* Exercise *
Write out, exactly as they stand, the line containing "and store it." and all subsequent lines up to and including the final line of the records.

---- Task data

//! Repository seam between services and storage backends.
//!
//! ARCHITECTURE
//! ============
//! Services never touch storage directly. Each collection gets one
//! `Arc<dyn Repository<T>>`, chosen at startup from configuration:
//!
//! - [`memory::MemoryRepository`]: fixture-seeded, process-lifetime state.
//!   Also the test double for every service test.
//! - [`remote::RemoteRepository`]: the hosted CRUD API.
//! - [`postgres::PgRepository`]: one JSONB document per record.
//!
//! DESIGN
//! ======
//! Id allocation happens inside the backend, under the same lock or
//! transaction that inserts the record, so ids stay unique and monotonic.
//! Mutations are closures applied to a copy of the stored record; the copy
//! replaces the original only if the closure succeeds, so a failed mutation
//! is never partially visible.

pub mod memory;
pub mod postgres;
pub mod remote;

use crate::error::ServiceError;
use crate::record::Record;

/// Builds a record once the backend has allocated its id.
pub type Builder<T> = Box<dyn FnOnce(i64) -> Result<T, ServiceError> + Send>;

/// Read-modify-write step applied atomically to one record.
pub type Mutation<T> = Box<dyn FnOnce(&mut T) -> Result<(), ServiceError> + Send>;

#[async_trait::async_trait]
pub trait Repository<T: Record>: Send + Sync {
    /// All records in storage order.
    async fn all(&self) -> Result<Vec<T>, ServiceError>;

    /// One record, or `None` when the id is absent.
    async fn get(&self, id: i64) -> Result<Option<T>, ServiceError>;

    /// Allocate an id, build the record with it, and store it.
    async fn insert(&self, build: Builder<T>) -> Result<T, ServiceError>;

    /// Apply `apply` to the stored record. `None` when the id is absent.
    async fn mutate(&self, id: i64, apply: Mutation<T>) -> Result<Option<T>, ServiceError>;

    /// Remove and return the record. `None` when the id is absent.
    async fn remove(&self, id: i64) -> Result<Option<T>, ServiceError>;
}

--------

* Answer to the problem *
    /// Allocate an id, build the record with it, and store it.
    async fn insert(&self, build: Builder<T>) -> Result<T, ServiceError>;

    /// Apply `apply` to the stored record. `None` when the id is absent.
    async fn mutate(&self, id: i64, apply: Mutation<T>) -> Result<Option<T>, ServiceError>;

    /// Remove and return the record. `None` when the id is absent.
    async fn remove(&self, id: i64) -> Result<Option<T>, ServiceError>;
}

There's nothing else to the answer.